WHAT IS NEEDED :: What lines of the data below hold the string "PageCursor"? Copy each one.

Saved entries:
+++

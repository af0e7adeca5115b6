//! Opaque continuation cursors.
//!
//! A cursor names the last item of a fetched page by its value in the
//! ordering field plus its product id, which breaks ties between items that
//! share a value. The wire form is URL-safe base64 over a small JSON body,
//! so callers can carry it in a URL without caring what is inside.

use std::cmp;
use std::fmt;

use base64::Engine;
use base64::engine::general_purpose::URL_SAFE_NO_PAD;
use chrono::{DateTime, Utc};
use rust_decimal::Decimal;
use serde::{Deserialize, Serialize};

use parfum_core::ProductId;

use super::query::Field;
use super::{CatalogError, CatalogItem};

/// Value of one catalog field, as used for ordering and cursors.
#[derive(Debug, Clone, PartialEq, Eq, Serialize, Deserialize)]
#[serde(tag = "t", content = "v", rename_all = "snake_case")]
pub enum SortValue {
    Text(String),
    Decimal(Decimal),
    Time(DateTime<Utc>),
    Count(u64),
}

impl SortValue {
    /// The value `item` holds in `field`.
    #[must_use]
    pub fn of(item: &CatalogItem, field: Field) -> Self {
        match field {
            Field::Name => Self::Text(item.name.clone()),
            Field::Brand => Self::Text(item.brand.clone()),
            Field::Category => Self::Text(item.category.clone()),
            Field::SearchKeywords => Self::Text(item.search_keywords.join(" ")),
            Field::Price => Self::Decimal(item.price),
            Field::Rating => Self::Decimal(item.rating),
            Field::CreatedAt => Self::Time(item.created_at),
            Field::SoldCount => Self::Count(item.sold_count),
            Field::Featured => Self::Count(u64::from(item.featured)),
            Field::HasDecant => Self::Count(u64::from(item.has_decant)),
            Field::HasFullBottle => Self::Count(u64::from(item.has_full_bottle)),
        }
    }

    /// Compare two values of the same kind. Values of different kinds do
    /// not compare.
    #[must_use]
    pub fn compare(&self, other: &Self) -> Option<cmp::Ordering> {
        match (self, other) {
            (Self::Text(a), Self::Text(b)) => Some(a.cmp(b)),
            (Self::Decimal(a), Self::Decimal(b)) => Some(a.cmp(b)),
            (Self::Time(a), Self::Time(b)) => Some(a.cmp(b)),
            (Self::Count(a), Self::Count(b)) => Some(a.cmp(b)),
            _ => None,
        }
    }
}

/// Decoded cursor body.
#[derive(Debug, Clone, PartialEq, Eq, Serialize, Deserialize)]
pub struct CursorKey {
    pub value: SortValue,
    pub id: ProductId,
}

/// Opaque continuation token; `None` in its place means "from the start".
#[derive(Debug, Clone, PartialEq, Eq, Hash, Serialize, Deserialize)]
#[serde(transparent)]
pub struct PageCursor(String);

impl PageCursor {
    /// Encode a cursor key.
    ///
    /// # Errors
    ///
    /// Returns an error if the key cannot be serialized.
    pub fn encode(key: &CursorKey) -> Result<Self, CatalogError> {
        let body = serde_json::to_vec(key)?;
        Ok(Self(URL_SAFE_NO_PAD.encode(body)))
    }

    /// Cursor pointing at `item` under an ordering on `field`.
    ///
    /// # Errors
    ///
    /// Returns an error if the key cannot be serialized.
    pub fn for_item(item: &CatalogItem, field: Field) -> Result<Self, CatalogError> {
        Self::encode(&CursorKey {
            value: SortValue::of(item, field),
            id: item.id.clone(),
        })
    }

    /// Decode the cursor body.
    ///
    /// # Errors
    ///
    /// Returns `CatalogError::InvalidCursor` if the token was not produced
    /// by [`PageCursor::encode`].
    pub fn decode(&self) -> Result<CursorKey, CatalogError> {
        let body = URL_SAFE_NO_PAD
            .decode(&self.0)
            .map_err(|e| CatalogError::InvalidCursor(e.to_string()))?;
        serde_json::from_slice(&body).map_err(|e| CatalogError::InvalidCursor(e.to_string()))
    }

    /// Wrap a token received from elsewhere (e.g. a URL parameter).
    #[must_use]
    pub fn from_token(token: impl Into<String>) -> Self {
        Self(token.into())
    }

    /// The raw token.
    #[must_use]
    pub fn as_str(&self) -> &str {
        &self.0
    }
}

impl fmt::Display for PageCursor {
    fn fmt(&self, f: &mut fmt::Formatter<'_>) -> fmt::Result {
        f.write_str(&self.0)
    }
}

+++

EXERCISE ANSWER ::
pub struct PageCursor(String);
impl PageCursor {
    /// by [`PageCursor::encode`].
impl fmt::Display for PageCursor {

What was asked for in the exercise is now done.